Shizuru looked at her and smiled. There were droplets of beer on Keiko's chin. She reached over a finger and dabbed at it. Her finger touched a spot beside her lips and stilled. She stared at Keiko, Keiko whom she had known for almost half her lifetime, and the moon seemed to turn her into a different person, a woman with alabaster skin and eyes of ruby.

"Shizuru?" Her voice sounded uncertain.

Shizuru's smile faded a little, but not much. She leaned over, very slowly, her finger not leaving its place, and Keiko watched her with something like curiosity in her eyes. Shizuru paused with her face an inch from hers, and exhaled softly before kissing her on the lips.
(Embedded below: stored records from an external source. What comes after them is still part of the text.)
//! Display-only driver core for the Bochs/QEMU "Standard VGA" PCI adapter (`1234:1111`).
//!
//! The device is driven entirely through the Bochs VBE "DISPI" registers exposed in its MMIO BAR
//! and a linear framebuffer BAR; there is no acceleration. This crate covers:
//!
//! - DISPI register access and device bring-up ([`Dispi`], [`Adapter::start`])
//! - the mode catalog built from the boot display and a table of standard resolutions
//! - programming a mode ([`set_mode`])
//! - software presentation of dirty and moved rectangles with 0/90/180/270 degree rotation and
//!   centering ([`blt_rect`], [`SourceState::present`])
//! - lazy screen blanking ([`SourceState::blank`])
//!
//! Host facilities (register window, framebuffer mapping) are abstracted behind [`MmioWindow`]
//! and [`FrameBufferMapper`] so the engine runs unchanged against real hardware or a test fake.

#![forbid(unsafe_code)]

mod adapter;
mod blank;
mod blit;
mod caps;
mod child;
mod config;
mod device;
mod dispi;
mod error;
mod framebuffer;
mod mode;
mod modeset;
mod present;
mod source;

pub use adapter::{
    Adapter, DevicePowerState, PowerTarget, SourceModeRequest, SourceSelector, MAX_CHILDREN,
    MAX_SOURCES,
};
pub use blank::PhysRange;
pub use blit::{blt_rect, Point, Rect, Rotation, Surface, SurfaceLayout, SurfaceMut};
pub use caps::{DriverCaps, VidPnHwCapabilities, DRIVER_CAPS, VIDPN_HW_CAPABILITIES};
pub use child::{ChildDescriptor, ChildStatusQuery, OutputTechnology};
pub use config::{DisplayConfig, HardwareInfo};
pub use device::{
    DeviceInfo, DeviceLimits, MemoryResource, PciIdentity, FRAMEBUFFER_RESOURCE, MMIO_RESOURCE,
    PCI_CLASS_DISPLAY, PCI_SUBCLASS_OTHER, PCI_SUBCLASS_VGA, STDVGA_PCI_DEVICE_ID,
    STDVGA_PCI_VENDOR_ID,
};
pub use dispi::{
    Dispi, DispiIndex, MmioWindow, DISPI_MMIO_OFFSET, VBE_DISPI_DISABLED, VBE_DISPI_ENABLED,
    VBE_DISPI_ID5, VBE_DISPI_LFB_ENABLED, VIDEO_MEMORY_UNIT,
};
pub use error::{ConfigurationError, DisplayError, Result};
pub use framebuffer::{FrameBufferMapper, FrameBufferMemory, HostMapper, VecFrameBuffer};
pub use mode::{
    DisplayInfo, DisplayMode, ModeCatalog, ModeLimits, Resolution, BITS_PER_PIXEL,
    BYTES_PER_PIXEL, MAX_MODES, STANDARD_RESOLUTIONS, STANDARD_RESOLUTION_COUNT,
};
pub use modeset::set_mode;
pub use present::{MoveRect, PresentRequest, MAX_BYTES_PER_PIXEL, MIN_BYTES_PER_PIXEL};
pub use source::{Scaling, SourceFlags, SourceState};
pub use stdvga_edid::PciLocation;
When they both drew back, they stared at each other for a long moment. Pale, wavering moonlight made little patterns on the windowsill, and in the distance the lonely wail of a siren made its frantic way to some unknown urgent destination.

"Shizuru?"

"I think I like you with short hair," Shizuru said, absently. "I used to think your hair was horrible, back then. It made you look ancient." Keiko blushed, and she went on, "But you're beautiful with short hair."
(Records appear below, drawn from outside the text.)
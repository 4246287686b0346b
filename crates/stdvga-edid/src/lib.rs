//! Synthetic EDID for the Bochs/QEMU Standard VGA display output.
//!
//! The virtual adapter has no DDC channel, so the display driver hands the OS a fixed EDID 1.4
//! base block. Only the serial number varies: it encodes the PCI location of the adapter and the
//! child (target) id, so several adapters in one guest do not look like the same monitor.
//!
//! The preferred timing is 1152x864@60Hz with CVT reduced blanking. That mode is not a VESA DMT
//! mode at 60Hz, which matters because the driver reports its refresh rates as "not specified";
//! for the same reason no established or standard timings are advertised.

#![forbid(unsafe_code)]

/// Size of an EDID 1.x block in bytes.
pub const EDID_BLOCK_SIZE: usize = 128;

/// Byte offset of the little-endian 32-bit serial number.
pub const SERIAL_NUMBER_OFFSET: usize = 0x0C;

/// Byte offset of the first 18-byte descriptor (the preferred timing).
pub const PREFERRED_TIMING_OFFSET: usize = 54;

/// Monitor name advertised in the display product name descriptor.
pub const MONITOR_NAME: &str = "XSTDVGA";

const EDID_HEADER: [u8; 8] = [0x00, 0xFF, 0xFF, 0xFF, 0xFF, 0xFF, 0xFF, 0x00];

/// PCI bus/device/function of the adapter, as reported by the bus driver.
#[derive(Debug, Clone, Copy, PartialEq, Eq, Hash, Default)]
pub struct PciLocation {
    pub bus: u8,
    pub device: u8,
    pub function: u8,
}

/// Computes the EDID serial number for `target_id`.
///
/// Layout: `bus[31:24] | device[23:19] | function[18:16] | target[15:0]`. Without a known PCI
/// location only the target id is encoded.
pub fn serial_number(location: Option<PciLocation>, target_id: u32) -> u32 {
    let target = target_id & 0xFFFF;
    let Some(loc) = location else {
        return target;
    };
    let bus = u32::from(loc.bus);
    let device = u32::from(loc.device) & 0x1F;
    let function = u32::from(loc.function) & 0x7;
    (bus << 24) | (device << 19) | (function << 16) | target
}

fn base_template() -> [u8; EDID_BLOCK_SIZE] {
    let mut edid = [0u8; EDID_BLOCK_SIZE];
    edid[0..8].copy_from_slice(&EDID_HEADER);

    // Manufacturer "RHT", product code 0, serial filled in later.
    edid[8] = 0x49;
    edid[9] = 0x14;

    // Week 0xFF marks the following byte as a model year: 1990 + 36 = 2026.
    edid[16] = 0xFF;
    edid[17] = 0x24;

    // EDID 1.4.
    edid[18] = 0x01;
    edid[19] = 0x04;

    // Digital input, 8 bits per colour, undefined interface.
    edid[20] = 0xA0;
    // Screen size unknown.
    edid[21] = 0x00;
    edid[22] = 0x00;
    // Gamma 2.2.
    edid[23] = 0x78;
    // Active-off DPM, RGB 4:4:4, sRGB default, preferred timing is native, continuous frequency.
    edid[24] = 0x26;

    // sRGB chromaticity coordinates.
    edid[25..35].copy_from_slice(&[0xEE, 0x91, 0xA3, 0x54, 0x4C, 0x99, 0x26, 0x0F, 0x50, 0x54]);

    // Established timings (35..38) stay zero. Standard timings are all "unused".
    for b in &mut edid[38..54] {
        *b = 0x01;
    }

    // Preferred timing: 1152x864@60Hz, CVT-RB, 69.75 MHz pixel clock.
    edid[54..72].copy_from_slice(&[
        0x3F, 0x1B, 0x80, 0xA0, 0x40, 0x60, 0x19, 0x30, 0x30, 0x20, 0x34, 0x00, 0x00, 0x00, 0x00,
        0x00, 0x00, 0x1A,
    ]);

    // Display product name.
    let name = &mut edid[72..90];
    name[..5].copy_from_slice(&[0x00, 0x00, 0x00, 0xFC, 0x00]);
    let text = &mut name[5..];
    text.fill(b' ');
    text[..MONITOR_NAME.len()].copy_from_slice(MONITOR_NAME.as_bytes());
    text[MONITOR_NAME.len()] = b'\n';

    // Two dummy descriptors.
    edid[93] = 0x10;
    edid[111] = 0x10;

    // No extension blocks; checksum is written by `generate_edid`.
    edid
}

/// Builds the EDID base block carrying `serial`, with a valid checksum.
pub fn generate_edid(serial: u32) -> [u8; EDID_BLOCK_SIZE] {
    let mut edid = base_template();
    edid[SERIAL_NUMBER_OFFSET..SERIAL_NUMBER_OFFSET + 4].copy_from_slice(&serial.to_le_bytes());
    let sum = edid[..EDID_BLOCK_SIZE - 1]
        .iter()
        .fold(0u8, |acc, &b| acc.wrapping_add(b));
    edid[EDID_BLOCK_SIZE - 1] = sum.wrapping_neg();
    edid
}

/// Returns EDID block `block` for `serial`.
///
/// The generated EDID advertises no extension blocks, so only block 0 exists.
pub fn read_edid(block: u8, serial: u32) -> Option<[u8; EDID_BLOCK_SIZE]> {
    (block == 0).then(|| generate_edid(serial))
}

/// Returns whether `edid` starts with the fixed header and its bytes sum to zero.
pub fn is_valid_block(edid: &[u8]) -> bool {
    edid.len() == EDID_BLOCK_SIZE
        && edid[..8] == EDID_HEADER
        && edid.iter().fold(0u8, |acc, &b| acc.wrapping_add(b)) == 0
}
Keiko felt her mouth quirk upwards. "Thank you, Shizuru." Kenji never tells me anything like that, she thought, but kept it unsaid.

"I'm going to Kazuma's for dinner tomorrow," Shizuru informed her. She finished her beer and threw it confidently into the basket. "You want to come?"

"Oh, but I haven't seen them for so long..." Keiko hedged. She looked at the night sky and wondered if they could return to a few moments ago, in which the real world had seemed so far away behind a veil of moonlight and frozen time. "They won't even remember me..."

"I remembered you." Shizuru gave her a grin. "Why shouldn't they?" After a pause, she said, "It's this city. It's a city made of dots, you know, all these little dots and all of them separate and alone. You just gotta take a pencil and connect them together." I can't believe how corny that sounds, she thought with a silent laugh, but went on, "It's amazing how alone people can be, in a city this big. I'm an independent woman. I'm self-sufficient. I don't go with all this traditional family stuff. But I don't want to be lonely."

She stopped. Now where had that come from? she thought, but suddenly Keiko was at her side with her palm on her cheek and her breath tickling her eyelashes, and Keiko said, "I don't want to be lonely either."

In the moonlight her eyes were like rubies in cold marble, and Shizuru's breath caught.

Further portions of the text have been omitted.